--- START ---
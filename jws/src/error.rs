use std::borrow::Cow;

#[derive(Debug, thiserror::Error)]
pub enum Error {
    #[error("Malformed JWS: {0}")]
    Malformed(Cow<'static, str>),
    #[error("Unsupported JWS: {0}")]
    Unsupported(Cow<'static, str>),
    #[error("JWS signing failed: {0}")]
    SigningFailed(Cow<'static, str>),
    #[error("JWS failed to verify: {0}")]
    VerificationFailed(Cow<'static, str>),
    #[error("I/O error while processing JWS: {0}")]
    IO(#[from] std::io::Error),
}

impl Error {
    /// True if this error means the signature itself did not check out, as opposed to the JWS
    /// being malformed or unsupported.
    pub fn is_verification_failure(&self) -> bool {
        matches!(self, Self::VerificationFailed(_))
    }
}

/// Returns early with an Error::Malformed built from the format args if the condition is not met.
#[macro_export]
macro_rules! require {
    ($condition: expr, $msg: literal) => {
        if !$condition {
            return Err($crate::Error::Malformed($msg.into()));
        }
    };
    ($condition: expr, $format_str: literal, $($arg:tt)*) => {
        if !$condition {
            return Err($crate::Error::Malformed(format!($format_str, $($arg)*).into()));
        }
    };
}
--- END ---
### EXERCISE AIM
Each line of the data should be transcribed exactly.

### THE ANSWER
filename jws/src/error.rs
use std::borrow::Cow;

#[derive(Debug, thiserror::Error)]
pub enum Error {
    #[error("Malformed JWS: {0}")]
    Malformed(Cow<'static, str>),
    #[error("Unsupported JWS: {0}")]
    Unsupported(Cow<'static, str>),
    #[error("JWS signing failed: {0}")]
    SigningFailed(Cow<'static, str>),
    #[error("JWS failed to verify: {0}")]
    VerificationFailed(Cow<'static, str>),
    #[error("I/O error while processing JWS: {0}")]
    IO(#[from] std::io::Error),
}

impl Error {
    /// True if this error means the signature itself did not check out, as opposed to the JWS
    /// being malformed or unsupported.
    pub fn is_verification_failure(&self) -> bool {
        matches!(self, Self::VerificationFailed(_))
    }
}

/// Returns early with an Error::Malformed built from the format args if the condition is not met.
#[macro_export]
macro_rules! require {
    ($condition: expr, $msg: literal) => {
        if !$condition {
            return Err($crate::Error::Malformed($msg.into()));
        }
    };
    ($condition: expr, $format_str: literal, $($arg:tt)*) => {
        if !$condition {
            return Err($crate::Error::Malformed(format!($format_str, $($arg)*).into()));
        }
    };
}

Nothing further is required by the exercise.